# [TASK DESCRIPTION]
Each record is to be duplicated exactly, with nothing added.

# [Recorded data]

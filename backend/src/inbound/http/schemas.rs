//! OpenAPI schema definitions for the domain error type.
//!
//! `Error` stays free of utoipa derives; these wrappers describe its wire
//! shape for the generated document.

use utoipa::ToSchema;

/// OpenAPI schema for [`crate::domain::ErrorCode`].
#[derive(ToSchema)]
#[schema(as = crate::domain::ErrorCode)]
pub enum ErrorCodeSchema {
    #[schema(rename = "invalid_request")]
    InvalidRequest,
    #[schema(rename = "unauthorized")]
    Unauthorized,
    #[schema(rename = "forbidden")]
    Forbidden,
    #[schema(rename = "not_found")]
    NotFound,
    #[schema(rename = "conflict")]
    Conflict,
    #[schema(rename = "too_many_requests")]
    TooManyRequests,
    /// The weather provider is failing.
    #[schema(rename = "bad_gateway")]
    BadGateway,
    /// The weather provider refused the request; the status is passed through.
    #[schema(rename = "upstream_rejected")]
    UpstreamRejected,
    #[schema(rename = "service_unavailable")]
    ServiceUnavailable,
    #[schema(rename = "internal_error")]
    InternalError,
}

/// OpenAPI schema for [`crate::domain::Error`].
#[derive(ToSchema)]
#[schema(as = crate::domain::Error, rename_all = "camelCase")]
#[expect(
    dead_code,
    reason = "Used only for OpenAPI schema generation via utoipa"
)]
pub struct ErrorSchema {
    #[schema(example = "not_found")]
    code: ErrorCodeSchema,
    #[schema(example = "City 'Atlantis' not found")]
    message: String,
    /// Correlation identifier echoed in the `trace-id` header.
    #[schema(example = "3fa85f64-5717-4562-b3fc-2c963f66afa6")]
    trace_id: Option<String>,
    /// Field-level validation details.
    details: Option<serde_json::Value>,
}
//! Read-through cache in front of the weather provider.
//!
//! The service owns the cache key scheme and the TTL policy. A successful
//! upstream fetch is always followed by a cache write; a failed fetch never
//! writes. Concurrent misses for the same key are not coalesced, so each one
//! reaches the provider and the last write wins.

use std::sync::Arc;

use serde::Serialize;
use serde::de::DeserializeOwned;
use tracing::{debug, warn};

use super::ports::{CacheTtl, WeatherCache, WeatherCacheKey, WeatherSource, WeatherSourceError};
use super::{City, ForecastSnapshot, WeatherSnapshot};

/// Current-weather entries live for five minutes.
pub const DEFAULT_CURRENT_TTL: CacheTtl = CacheTtl::from_minutes(5);
/// Forecast entries live for six hours.
pub const DEFAULT_FORECAST_TTL: CacheTtl = CacheTtl::from_minutes(360);

/// TTLs applied when writing snapshots to the cache.
#[derive(Debug, Clone, Copy, PartialEq, Eq)]
pub struct WeatherCachePolicy {
    pub current_ttl: CacheTtl,
    pub forecast_ttl: CacheTtl,
}

impl Default for WeatherCachePolicy {
    fn default() -> Self {
        Self {
            current_ttl: DEFAULT_CURRENT_TTL,
            forecast_ttl: DEFAULT_FORECAST_TTL,
        }
    }
}

/// Options for [`WeatherService::forecast`].
#[derive(Debug, Clone, Copy, Default, PartialEq, Eq)]
pub struct ForecastOptions {
    /// Skip the cache read and always fetch; the cache write still happens.
    pub force_refresh: bool,
}

impl ForecastOptions {
    pub fn force_refresh() -> Self {
        Self {
            force_refresh: true,
        }
    }
}

/// Weather lookups served through the cache.
///
/// Cache faults never surface to callers: an unreadable entry counts as a
/// miss and a failed write is logged. Only [`WeatherSourceError`] escapes.
pub struct WeatherService {
    cache: Arc<dyn WeatherCache>,
    source: Arc<dyn WeatherSource>,
    policy: WeatherCachePolicy,
}

impl WeatherService {
    pub fn new(
        cache: Arc<dyn WeatherCache>,
        source: Arc<dyn WeatherSource>,
        policy: WeatherCachePolicy,
    ) -> Self {
        Self {
            cache,
            source,
            policy,
        }
    }

    pub fn policy(&self) -> WeatherCachePolicy {
        self.policy
    }

    /// Current conditions for `city`, from `weather_<city>` when present.
    pub async fn current_weather(&self, city: &City) -> Result<WeatherSnapshot, WeatherSourceError> {
        let key = WeatherCacheKey::current(city);
        if let Some(snapshot) = self.read_cached::<WeatherSnapshot>(&key).await {
            return Ok(snapshot);
        }

        let snapshot = self.source.fetch_current(city).await?;
        self.write_cached(&key, &snapshot, self.policy.current_ttl)
            .await;
        Ok(snapshot)
    }

    /// Forecast for `city`, from `forecast_<city>` unless a refresh is forced.
    pub async fn forecast(
        &self,
        city: &City,
        options: ForecastOptions,
    ) -> Result<ForecastSnapshot, WeatherSourceError> {
        let key = WeatherCacheKey::forecast(city);
        if !options.force_refresh {
            if let Some(snapshot) = self.read_cached::<ForecastSnapshot>(&key).await {
                return Ok(snapshot);
            }
        }

        let snapshot = self.source.fetch_forecast(city).await?;
        self.write_cached(&key, &snapshot, self.policy.forecast_ttl)
            .await;
        Ok(snapshot)
    }

    async fn read_cached<T: DeserializeOwned>(&self, key: &WeatherCacheKey) -> Option<T> {
        let payload = match self.cache.get(key).await {
            Ok(Some(payload)) => payload,
            Ok(None) => {
                debug!(key = %key, "weather cache miss");
                return None;
            }
            Err(error) => {
                warn!(key = %key, %error, "weather cache read failed; treating as miss");
                return None;
            }
        };

        match serde_json::from_str(&payload) {
            Ok(value) => {
                debug!(key = %key, "weather cache hit");
                Some(value)
            }
            Err(error) => {
                warn!(key = %key, %error, "cached weather entry undecodable; treating as miss");
                None
            }
        }
    }

    async fn write_cached<T: Serialize>(&self, key: &WeatherCacheKey, value: &T, ttl: CacheTtl) {
        let payload = match serde_json::to_string(value) {
            Ok(payload) => payload,
            Err(error) => {
                warn!(key = %key, %error, "failed to serialise weather snapshot for caching");
                return;
            }
        };

        if let Err(error) = self.cache.set(key, &payload, ttl).await {
            warn!(key = %key, %error, "weather cache write failed");
        }
    }
}

#[cfg(test)]
#[path = "weather_service_tests.rs"]
mod tests;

# [EXERCISE RESPONSE]
filename backend/src/inbound/http/schemas.rs
//! OpenAPI schema definitions for the domain error type.
//!
//! `Error` stays free of utoipa derives; these wrappers describe its wire
//! shape for the generated document.

use utoipa::ToSchema;

/// OpenAPI schema for [`crate::domain::ErrorCode`].
#[derive(ToSchema)]
#[schema(as = crate::domain::ErrorCode)]
pub enum ErrorCodeSchema {
    #[schema(rename = "invalid_request")]
    InvalidRequest,
    #[schema(rename = "unauthorized")]
    Unauthorized,
    #[schema(rename = "forbidden")]
    Forbidden,
    #[schema(rename = "not_found")]
    NotFound,
    #[schema(rename = "conflict")]
    Conflict,
    #[schema(rename = "too_many_requests")]
    TooManyRequests,
    /// The weather provider is failing.
    #[schema(rename = "bad_gateway")]
    BadGateway,
    /// The weather provider refused the request; the status is passed through.
    #[schema(rename = "upstream_rejected")]
    UpstreamRejected,
    #[schema(rename = "service_unavailable")]
    ServiceUnavailable,
    #[schema(rename = "internal_error")]
    InternalError,
}

/// OpenAPI schema for [`crate::domain::Error`].
#[derive(ToSchema)]
#[schema(as = crate::domain::Error, rename_all = "camelCase")]
#[expect(
    dead_code,
    reason = "Used only for OpenAPI schema generation via utoipa"
)]
pub struct ErrorSchema {
    #[schema(example = "not_found")]
    code: ErrorCodeSchema,
    #[schema(example = "City 'Atlantis' not found")]
    message: String,
    /// Correlation identifier echoed in the `trace-id` header.
    #[schema(example = "3fa85f64-5717-4562-b3fc-2c963f66afa6")]
    trace_id: Option<String>,
    /// Field-level validation details.
    details: Option<serde_json::Value>,
}
//! Read-through cache in front of the weather provider.
//!
//! The service owns the cache key scheme and the TTL policy. A successful
//! upstream fetch is always followed by a cache write; a failed fetch never
//! writes. Concurrent misses for the same key are not coalesced, so each one
//! reaches the provider and the last write wins.

use std::sync::Arc;

use serde::Serialize;
use serde::de::DeserializeOwned;
use tracing::{debug, warn};

use super::ports::{CacheTtl, WeatherCache, WeatherCacheKey, WeatherSource, WeatherSourceError};
use super::{City, ForecastSnapshot, WeatherSnapshot};

/// Current-weather entries live for five minutes.
pub const DEFAULT_CURRENT_TTL: CacheTtl = CacheTtl::from_minutes(5);
/// Forecast entries live for six hours.
pub const DEFAULT_FORECAST_TTL: CacheTtl = CacheTtl::from_minutes(360);

/// TTLs applied when writing snapshots to the cache.
#[derive(Debug, Clone, Copy, PartialEq, Eq)]
pub struct WeatherCachePolicy {
    pub current_ttl: CacheTtl,
    pub forecast_ttl: CacheTtl,
}

impl Default for WeatherCachePolicy {
    fn default() -> Self {
        Self {
            current_ttl: DEFAULT_CURRENT_TTL,
            forecast_ttl: DEFAULT_FORECAST_TTL,
        }
    }
}

/// Options for [`WeatherService::forecast`].
#[derive(Debug, Clone, Copy, Default, PartialEq, Eq)]
pub struct ForecastOptions {
    /// Skip the cache read and always fetch; the cache write still happens.
    pub force_refresh: bool,
}

impl ForecastOptions {
    pub fn force_refresh() -> Self {
        Self {
            force_refresh: true,
        }
    }
}

/// Weather lookups served through the cache.
///
/// Cache faults never surface to callers: an unreadable entry counts as a
/// miss and a failed write is logged. Only [`WeatherSourceError`] escapes.
pub struct WeatherService {
    cache: Arc<dyn WeatherCache>,
    source: Arc<dyn WeatherSource>,
    policy: WeatherCachePolicy,
}

impl WeatherService {
    pub fn new(
        cache: Arc<dyn WeatherCache>,
        source: Arc<dyn WeatherSource>,
        policy: WeatherCachePolicy,
    ) -> Self {
        Self {
            cache,
            source,
            policy,
        }
    }

    pub fn policy(&self) -> WeatherCachePolicy {
        self.policy
    }

    /// Current conditions for `city`, from `weather_<city>` when present.
    pub async fn current_weather(&self, city: &City) -> Result<WeatherSnapshot, WeatherSourceError> {
        let key = WeatherCacheKey::current(city);
        if let Some(snapshot) = self.read_cached::<WeatherSnapshot>(&key).await {
            return Ok(snapshot);
        }

        let snapshot = self.source.fetch_current(city).await?;
        self.write_cached(&key, &snapshot, self.policy.current_ttl)
            .await;
        Ok(snapshot)
    }

    /// Forecast for `city`, from `forecast_<city>` unless a refresh is forced.
    pub async fn forecast(
        &self,
        city: &City,
        options: ForecastOptions,
    ) -> Result<ForecastSnapshot, WeatherSourceError> {
        let key = WeatherCacheKey::forecast(city);
        if !options.force_refresh {
            if let Some(snapshot) = self.read_cached::<ForecastSnapshot>(&key).await {
                return Ok(snapshot);
            }
        }

        let snapshot = self.source.fetch_forecast(city).await?;
        self.write_cached(&key, &snapshot, self.policy.forecast_ttl)
            .await;
        Ok(snapshot)
    }

    async fn read_cached<T: DeserializeOwned>(&self, key: &WeatherCacheKey) -> Option<T> {
        let payload = match self.cache.get(key).await {
            Ok(Some(payload)) => payload,
            Ok(None) => {
                debug!(key = %key, "weather cache miss");
                return None;
            }
            Err(error) => {
                warn!(key = %key, %error, "weather cache read failed; treating as miss");
                return None;
            }
        };

        match serde_json::from_str(&payload) {
            Ok(value) => {
                debug!(key = %key, "weather cache hit");
                Some(value)
            }
            Err(error) => {
                warn!(key = %key, %error, "cached weather entry undecodable; treating as miss");
                None
            }
        }
    }

    async fn write_cached<T: Serialize>(&self, key: &WeatherCacheKey, value: &T, ttl: CacheTtl) {
        let payload = match serde_json::to_string(value) {
            Ok(payload) => payload,
            Err(error) => {
                warn!(key = %key, %error, "failed to serialise weather snapshot for caching");
                return;
            }
        };

        if let Err(error) = self.cache.set(key, &payload, ttl).await {
            warn!(key = %key, %error, "weather cache write failed");
        }
    }
}

#[cfg(test)]
#[path = "weather_service_tests.rs"]
mod tests;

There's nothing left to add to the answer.